Hands On: 25 Minutes
Total: 1 Hour, 10 Minutes

Nutritional Information

Amount per serving
  • Calories: 325
  • Fat: 9.2g
  • Saturated fat: 1.2g
  • Monounsaturated fat: 5.7g
  • Polyunsaturated fat: 1.6g
  • Protein: 18.7g
  • Carbohydrate: 41.9g
  • Fiber: 2.7g
  • Cholesterol: 37mg
  • Iron: 2.9mg
  • Sodium: 634mg
  • Calcium: 59mg

Ingredients

  • 2 (6-ounce) skinless, boneless chicken breast halves
  • 3/4 teaspoon salt, divided
  • 3/4 teaspoon black pepper, divided
  • Cooking spray
  • 3/4 cup uncooked long-grain rice
  • 3 tablespoons fresh lemon juice
  • 2 tablespoons olive oil
  • 1/3 cup dried cranberries
  • 1/4 cup diced celery
  • 1/4 cup thinly sliced green onions
  • 1/4 cup diced red bell pepper
  • 1/4 cup chopped pimiento-stuffed olives
  • 12 green leaf lettuce leaves, torn
  • 1/4 cup thinly sliced green onion tops
  • 4 lemon wedges

Preparation

  1. 1. Preheat oven to 400°.
  2. 2. Sprinkle chicken with 1/4 teaspoon salt and 1/2 teaspoon pepper.

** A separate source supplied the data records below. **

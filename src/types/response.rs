//! Inference response, usage, and cache-provenance types

use serde::{Deserialize, Serialize};
use uuid::Uuid;

/// Nominal price used to estimate the dollar value of cached tokens
/// when the originating cost is unknown ($0.002 per 1K tokens).
const NOMINAL_TOKEN_PRICE_USD: f64 = 0.002 / 1000.0;

/// Token usage and cost metrics.
#[derive(Debug, Clone, Default, PartialEq, Serialize, Deserialize)]
pub struct UsageMetrics {
    pub prompt_tokens: u32,
    pub completion_tokens: u32,
    pub total_tokens: u32,
    pub cached_tokens: u32,
    pub cost_usd: f64,
}

impl UsageMetrics {
    /// Fraction of tokens served from cache.
    pub fn cache_hit_rate(&self) -> f64 {
        if self.total_tokens == 0 {
            0.0
        } else {
            f64::from(self.cached_tokens) / f64::from(self.total_tokens)
        }
    }
}

/// Which cache tier produced a hit.
#[derive(Debug, Clone, Copy, PartialEq, Eq, Serialize, Deserialize)]
#[serde(rename_all = "lowercase")]
pub enum CacheSource {
    Exact,
    Semantic,
    Prefix,
}

impl CacheSource {
    pub fn as_str(&self) -> &'static str {
        match self {
            CacheSource::Exact => "exact",
            CacheSource::Semantic => "semantic",
            CacheSource::Prefix => "prefix",
        }
    }
}

/// Information about cache usage for one response.
#[derive(Debug, Clone, Default, PartialEq, Serialize, Deserialize)]
pub struct CacheInfo {
    pub hit: bool,
    pub source: Option<CacheSource>,
    pub similarity_score: Option<f64>,
    pub tokens_saved: u32,
    pub latency_saved_ms: u64,
}

impl CacheInfo {
    /// A plain miss.
    pub fn miss() -> Self {
        Self::default()
    }
}

/// Complete inference response.
#[derive(Debug, Clone, Serialize, Deserialize)]
pub struct InferenceResponse {
    pub id: Uuid,
    pub request_id: Uuid,
    pub text: String,
    pub finish_reason: String,
    pub model_used: String,
    pub usage: UsageMetrics,
    pub cache_info: CacheInfo,
    /// End-to-end latency observed by the engine.
    pub latency_ms: u64,
    pub queue_time_ms: u64,
    pub inference_time_ms: u64,
    pub postprocess_time_ms: u64,
}

impl InferenceResponse {
    pub fn new(request_id: Uuid, text: impl Into<String>, model_used: impl Into<String>) -> Self {
        Self {
            id: Uuid::new_v4(),
            request_id,
            text: text.into(),
            finish_reason: "stop".into(),
            model_used: model_used.into(),
            usage: UsageMetrics::default(),
            cache_info: CacheInfo::miss(),
            latency_ms: 0,
            queue_time_ms: 0,
            inference_time_ms: 0,
            postprocess_time_ms: 0,
        }
    }

    /// Total cost for this request.
    pub fn total_cost_usd(&self) -> f64 {
        self.usage.cost_usd
    }

    /// Estimated dollars avoided by serving this response from cache.
    pub fn cost_saved_usd(&self) -> f64 {
        if !self.cache_info.hit {
            return 0.0;
        }
        f64::from(self.cache_info.tokens_saved) * NOMINAL_TOKEN_PRICE_USD
    }
}
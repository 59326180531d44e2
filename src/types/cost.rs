//! Cost breakdown, attribution records, and aggregated cost metrics

use std::collections::BTreeMap;

use serde::{Deserialize, Serialize};
use uuid::Uuid;

/// Detailed cost breakdown for one request.
#[derive(Debug, Clone, Copy, Default, PartialEq, Serialize, Deserialize)]
pub struct CostBreakdown {
    /// Actual LLM API cost.
    pub inference_cost: f64,
    /// Infrastructure cost of serving the request.
    pub compute_cost: f64,
    /// Dollars avoided via caching.
    pub cache_savings: f64,
    /// Dollars avoided via batching and routing choices.
    pub optimization_savings: f64,
}

impl CostBreakdown {
    pub fn new(
        inference_cost: f64,
        compute_cost: f64,
        cache_savings: f64,
        optimization_savings: f64,
    ) -> Self {
        Self {
            inference_cost,
            compute_cost,
            cache_savings,
            optimization_savings,
        }
    }

    /// Total cost before savings.
    pub fn total_cost(&self) -> f64 {
        self.inference_cost + self.compute_cost
    }

    /// Net cost after savings.
    pub fn net_cost(&self) -> f64 {
        self.total_cost() - self.cache_savings - self.optimization_savings
    }

    /// Fraction of gross cost avoided.
    pub fn savings_rate(&self) -> f64 {
        let total = self.total_cost();
        if total == 0.0 {
            0.0
        } else {
            (self.cache_savings + self.optimization_savings) / total
        }
    }
}

/// Attribution of one request's cost to reporting dimensions.
#[derive(Debug, Clone, PartialEq, Serialize, Deserialize)]
pub struct CostAttribution {
    pub request_id: Uuid,

    pub user_id: Option<String>,
    pub feature_name: Option<String>,
    pub experiment_id: Option<String>,
    pub application: String,

    pub breakdown: CostBreakdown,

    pub input_tokens: u32,
    pub output_tokens: u32,
    pub cache_hits: u32,
    pub latency_ms: u64,
}

/// Aggregated cost metrics over a reporting period.
#[derive(Debug, Clone, Default, PartialEq, Serialize, Deserialize)]
pub struct CostMetrics {
    pub total_requests: u64,
    pub total_cost_usd: f64,
    pub total_savings_usd: f64,

    pub cost_by_user: BTreeMap<String, f64>,
    pub cost_by_feature: BTreeMap<String, f64>,
    pub cost_by_model: BTreeMap<String, f64>,

    pub cache_hit_rate: f64,
}

impl CostMetrics {
    /// Overall savings rate for the period.
    pub fn savings_rate(&self) -> f64 {
        let denominator = self.total_cost_usd + self.total_savings_usd;
        if denominator == 0.0 {
            0.0
        } else {
            self.total_savings_usd / denominator
        }
    }
}

/// Averages across a sequence of reporting periods.
#[derive(Debug, Clone, Default, PartialEq, Serialize, Deserialize)]
pub struct TrendSummary {
    pub avg_daily_cost: f64,
    pub avg_daily_savings: f64,
    pub avg_savings_rate: f64,
    pub total_cost: f64,
    pub total_savings: f64,
}

/// Dimension a cost driver belongs to.
#[derive(Debug, Clone, Copy, PartialEq, Eq, Serialize, Deserialize)]
#[serde(rename_all = "lowercase")]
pub enum CostDimension {
    User,
    Feature,
    Model,
}

/// One entry in a top-cost-drivers report.
#[derive(Debug, Clone, PartialEq, Serialize, Deserialize)]
pub struct CostDriver {
    pub dimension: CostDimension,
    pub id: String,
    pub cost: f64,
}
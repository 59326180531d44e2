//! Routing subsystem.
//!
//! Selects one backend and an ordered alternative list per request. The
//! [`CostAwareRouter`] (default) scores models by a weighted
//! cost/quality/load function gated by a [`ComplexityEstimator`]
//! estimate; the [`LoadBalancedRouter`] round-robins over available
//! models. Both consult the per-model [`CircuitBreakerRegistry`], and the
//! [`FallbackChain`] walks a decision's alternatives during dispatch
//! retries.

mod breaker;
mod complexity;
mod cost_aware;
mod fallback;
mod load_balanced;

pub use breaker::CircuitBreakerRegistry;
pub use complexity::ComplexityEstimator;
pub use cost_aware::CostAwareRouter;
pub use fallback::FallbackChain;
pub use load_balanced::LoadBalancedRouter;

use async_trait::async_trait;

use crate::types::{InferenceRequest, ModelConfig, RoutingDecision};
use crate::Result;

/// Model selection seam.
///
/// Health and load updates are the only mutation paths for model state;
/// concurrent readers tolerate stale values.
#[async_trait]
pub trait Router: Send + Sync {
    /// Select a model (and fallbacks) for this request.
    async fn route(&self, request: &InferenceRequest) -> Result<RoutingDecision>;

    /// Update a model's health and breaker flags.
    fn update_model_health(&self, model_id: &str, healthy: bool, circuit_breaker_open: bool);

    /// Update a model's load fraction (clamped to [0, 1]).
    fn update_model_load(&self, model_id: &str, load: f64);

    /// Snapshot of the configured models.
    fn models(&self) -> Vec<ModelConfig>;
}
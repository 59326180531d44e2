//! Key-value store contract, rate limiting, and distributed locking.
//!
//! The trait is the minimal surface the engine needs: a sliding-window
//! counter for rate limits and set-if-absent with TTL for locks. A
//! redis-backed implementation satisfies it with `ZADD`/`ZCARD` and
//! `SET NX EX`; the in-memory version here covers tests and
//! single-process deployments.

use std::collections::{HashMap, VecDeque};
use std::sync::{Arc, Mutex};
use std::time::Duration;

use async_trait::async_trait;
use tokio::time::Instant;

use crate::telemetry;
use crate::{CostwiseError, Result};

/// Minimal key-value surface for rate limits and distributed locks.
#[async_trait]
pub trait KeyValueStore: Send + Sync {
    /// Record one event under `key` and return how many events fall
    /// inside the trailing `window`.
    async fn incr_window(&self, key: &str, window: Duration) -> Result<u64>;

    /// Set `key` if absent, with a TTL. Returns whether the set won.
    async fn set_nx(&self, key: &str, ttl: Duration) -> Result<bool>;

    async fn delete(&self, key: &str) -> Result<()>;
}

/// In-memory [`KeyValueStore`].
pub struct InMemoryKeyValueStore {
    windows: Mutex<HashMap<String, VecDeque<Instant>>>,
    locks: Mutex<HashMap<String, Instant>>,
}

impl InMemoryKeyValueStore {
    pub fn new() -> Self {
        Self {
            windows: Mutex::new(HashMap::new()),
            locks: Mutex::new(HashMap::new()),
        }
    }
}

impl Default for InMemoryKeyValueStore {
    fn default() -> Self {
        Self::new()
    }
}

#[async_trait]
impl KeyValueStore for InMemoryKeyValueStore {
    async fn incr_window(&self, key: &str, window: Duration) -> Result<u64> {
        let mut windows = self.windows.lock().expect("kv lock poisoned");
        let stamps = windows.entry(key.to_string()).or_default();
        let now = Instant::now();
        while let Some(front) = stamps.front() {
            if now.duration_since(*front) > window {
                stamps.pop_front();
            } else {
                break;
            }
        }
        stamps.push_back(now);
        Ok(stamps.len() as u64)
    }

    async fn set_nx(&self, key: &str, ttl: Duration) -> Result<bool> {
        let mut locks = self.locks.lock().expect("kv lock poisoned");
        let now = Instant::now();
        match locks.get(key) {
            Some(expiry) if *expiry > now => Ok(false),
            _ => {
                locks.insert(key.to_string(), now + ttl);
                Ok(true)
            }
        }
    }

    async fn delete(&self, key: &str) -> Result<()> {
        self.locks.lock().expect("kv lock poisoned").remove(key);
        self.windows.lock().expect("kv lock poisoned").remove(key);
        Ok(())
    }
}

/// Sliding-window rate limiter over a [`KeyValueStore`].
pub struct RateLimiter {
    store: Arc<dyn KeyValueStore>,
    requests_per_minute: u64,
}

impl RateLimiter {
    pub fn new(store: Arc<dyn KeyValueStore>, requests_per_minute: u64) -> Self {
        Self {
            store,
            requests_per_minute,
        }
    }

    /// Record one request for `key` and fail with `RateLimited` when the
    /// one-minute window overflows.
    pub async fn check(&self, key: &str) -> Result<()> {
        let count = self
            .store
            .incr_window(&format!("ratelimit:{key}"), Duration::from_secs(60))
            .await?;
        if count > self.requests_per_minute {
            metrics::counter!(telemetry::RATE_LIMITED_TOTAL).increment(1);
            return Err(CostwiseError::RateLimited { retry_after: None });
        }
        Ok(())
    }
}

/// Cooperative lock over a [`KeyValueStore`], for work that must run at
/// most once across processes (e.g. cache warmup).
pub struct DistributedLock {
    store: Arc<dyn KeyValueStore>,
    name: String,
    ttl: Duration,
}

impl DistributedLock {
    pub fn new(store: Arc<dyn KeyValueStore>, name: impl Into<String>, ttl: Duration) -> Self {
        Self {
            store,
            name: format!("lock:{}", name.into()),
            ttl,
        }
    }

    /// Try to take the lock without waiting.
    pub async fn try_acquire(&self) -> Result<bool> {
        self.store.set_nx(&self.name, self.ttl).await
    }

    /// Take the lock, polling until it frees up.
    pub async fn acquire(&self) -> Result<()> {
        while !self.try_acquire().await? {
            tokio::time::sleep(Duration::from_millis(50)).await;
        }
        Ok(())
    }

    pub async fn release(&self) -> Result<()> {
        self.store.delete(&self.name).await
    }
}
//! Tiered cache hierarchy.
//!
//! Three tiers probed in order — exact match, semantic similarity,
//! prompt prefix — with the first hit short-circuiting. Exact and
//! semantic hits are full responses; a prefix hit is only a batching
//! hint (the backend can reuse KV state for the shared prefix, but still
//! has to generate).
//!
//! Each tier owns its own entry map and mutates it only through its own
//! `get`/`insert`/`invalidate`; the hierarchy adds probe-order policy,
//! probe timing, and error swallowing (a cache failure is never
//! user-visible — it degrades to a miss).

mod eviction;
mod exact;
mod prefix;
mod semantic;

pub use eviction::EvictionPolicy;
pub use exact::ExactCache;
pub use prefix::PrefixCache;
pub use semantic::SemanticCache;

use tokio::time::Instant;
use tracing::{debug, info, warn};

use crate::telemetry;
use crate::types::{HierarchyStats, InferenceRequest, InferenceResponse};

/// Fallback for `latency_saved_ms` when the originating dispatch latency
/// was not recorded (nominal backend latency).
const DEFAULT_LATENCY_SAVED_MS: u64 = 500;

/// Measured latency to report as saved on a future hit on `response`.
pub(crate) fn origin_latency_ms(response: &InferenceResponse) -> u64 {
    if response.inference_time_ms > 0 {
        response.inference_time_ms
    } else if response.latency_ms > 0 {
        response.latency_ms
    } else {
        DEFAULT_LATENCY_SAVED_MS
    }
}

/// Outcome of a hierarchy probe.
#[derive(Debug, Clone)]
pub enum CacheLookup {
    /// Full response available; return it to the caller.
    Hit(InferenceResponse),
    /// No full response, but the request shares this stored prefix — pass
    /// it to the batcher as a `common_prefix` hint.
    PrefixHint(String),
    Miss,
}

/// The tiered cache: exact → semantic → prefix.
pub struct CacheHierarchy {
    exact: ExactCache,
    semantic: Option<SemanticCache>,
    prefix: Option<PrefixCache>,
}

impl CacheHierarchy {
    pub fn new(
        exact: ExactCache,
        semantic: Option<SemanticCache>,
        prefix: Option<PrefixCache>,
    ) -> Self {
        Self {
            exact,
            semantic,
            prefix,
        }
    }

    /// Probe the tiers in order. The returned response's `latency_ms` is
    /// the measured probe time. Tier errors are logged and degrade to a
    /// miss.
    pub async fn get(&self, request: &InferenceRequest) -> CacheLookup {
        let probe_start = Instant::now();

        if let Some(mut response) = self.exact.get(request) {
            response.latency_ms = probe_start.elapsed().as_millis() as u64;
            return CacheLookup::Hit(response);
        }

        if let Some(semantic) = &self.semantic {
            match semantic.get(request).await {
                Ok(Some(mut response)) => {
                    response.latency_ms = probe_start.elapsed().as_millis() as u64;
                    return CacheLookup::Hit(response);
                }
                Ok(None) => {}
                Err(e) => warn!(error = %e, "semantic cache probe failed, treating as miss"),
            }
        }

        if let Some(prefix) = &self.prefix {
            if let Some(entry) = prefix.get_prefix(&request.text()) {
                info!(
                    request_id = %request.id,
                    prefix_length = entry.prefix_length,
                    "prefix cache hit"
                );
                return CacheLookup::PrefixHint(entry.prefix_text);
            }
        }

        metrics::counter!(telemetry::CACHE_MISSES_TOTAL).increment(1);
        debug!(request_id = %request.id, "cache miss");
        CacheLookup::Miss
    }

    /// Store a response in every eligible tier. Errors are logged and
    /// swallowed.
    pub async fn insert(&self, request: &InferenceRequest, response: &InferenceResponse) {
        self.exact.insert(request, response);
        if let Some(semantic) = &self.semantic {
            if let Err(e) = semantic.insert(request, response).await {
                warn!(error = %e, "semantic cache insert failed");
            }
        }
        debug!(request_id = %request.id, "cache set complete");
    }

    /// Record a shared prompt prefix for KV reuse.
    pub fn insert_prefix(&self, prefix_text: &str, kv_states: Option<serde_json::Value>) {
        if let Some(prefix) = &self.prefix {
            prefix.set_prefix(prefix_text, kv_states);
        }
    }

    /// Invalidate across all tiers, returning the total deleted count.
    pub async fn invalidate(&self, pattern: Option<&str>) -> usize {
        let mut count = self.exact.invalidate(pattern);
        if let Some(semantic) = &self.semantic {
            match semantic.invalidate(pattern).await {
                Ok(n) => count += n,
                Err(e) => warn!(error = %e, "semantic cache invalidation failed"),
            }
        }
        if let Some(prefix) = &self.prefix {
            count += prefix.invalidate(pattern);
        }
        info!(?pattern, count, "cache invalidated");
        count
    }

    pub fn stats(&self) -> HierarchyStats {
        HierarchyStats {
            exact: self.exact.stats(),
            semantic: self
                .semantic
                .as_ref()
                .map(|c| c.stats())
                .unwrap_or_default(),
            prefix: self.prefix.as_ref().map(|c| c.stats()).unwrap_or_default(),
        }
    }
}

#[cfg(test)]
mod tests {
    use super::*;
    use crate::types::UsageMetrics;

    fn hierarchy() -> CacheHierarchy {
        CacheHierarchy::new(ExactCache::new(100), None, Some(PrefixCache::new(100)))
    }

    fn request(prompt: &str) -> InferenceRequest {
        InferenceRequest::builder().prompt(prompt).build().unwrap()
    }

    fn response(request: &InferenceRequest, text: &str) -> InferenceResponse {
        let mut r = InferenceResponse::new(request.id, text, "test-model");
        r.usage = UsageMetrics {
            prompt_tokens: 4,
            completion_tokens: 6,
            total_tokens: 10,
            cached_tokens: 0,
            cost_usd: 0.001,
        };
        r
    }

    #[tokio::test]
    async fn exact_hit_short_circuits() {
        let caches = hierarchy();
        let req = request("What is machine learning?");
        caches.insert(&req, &response(&req, "A subset of AI.")).await;

        match caches.get(&req).await {
            CacheLookup::Hit(hit) => {
                assert!(hit.cache_info.hit);
                assert_eq!(hit.text, "A subset of AI.");
            }
            other => panic!("expected hit, got {other:?}"),
        }
    }

    #[tokio::test]
    async fn prefix_hit_is_a_hint_not_a_response() {
        let caches = hierarchy();
        caches.insert_prefix("You are a helpful assistant.", None);

        let req = request("You are a helpful assistant. Explain monads.");
        match caches.get(&req).await {
            CacheLookup::PrefixHint(prefix) => {
                assert_eq!(prefix, "You are a helpful assistant.");
            }
            other => panic!("expected prefix hint, got {other:?}"),
        }
    }

    #[tokio::test]
    async fn miss_when_nothing_matches() {
        let caches = hierarchy();
        assert!(matches!(
            caches.get(&request("unseen")).await,
            CacheLookup::Miss
        ));
    }

    #[tokio::test]
    async fn invalidate_sums_across_tiers() {
        let caches = hierarchy();
        let req = request("What is Rust?");
        caches.insert(&req, &response(&req, "A language.")).await;
        caches.insert_prefix("What is Rust? Some long prefix here", None);

        let deleted = caches.invalidate(Some("Rust")).await;
        assert_eq!(deleted, 2);
        assert!(matches!(caches.get(&req).await, CacheLookup::Miss));
    }
}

Heat a medium ovenproof skillet over medium-high heat. Coat pan with cooking spray. Add chicken to pan; cook 3 minutes. Turn chicken over. Place pan in oven; bake at 400° for 8 minutes or until done. Remove chicken from pan, and let stand for 5 minutes. Shred chicken, and chill for 30 minutes.
  3. 3. Cook rice according to package directions, omitting salt and fat. Coat a jelly-roll pan with cooking spray. Spread rice in an even layer in pan; chill for 30 minutes.
  4. 4. Combine remaining 1/2 teaspoon salt, remaining 1/4 teaspoon pepper, juice, and oil in a large bowl, stirring with a whisk. Add chicken, rice, cranberries, and next 5 ingredients (through lettuce) to juice mixture in bowl, and toss gently. Divide the rice mixture evenly among 4 plates, and sprinkle with green onion tops. Serve with lemon wedges.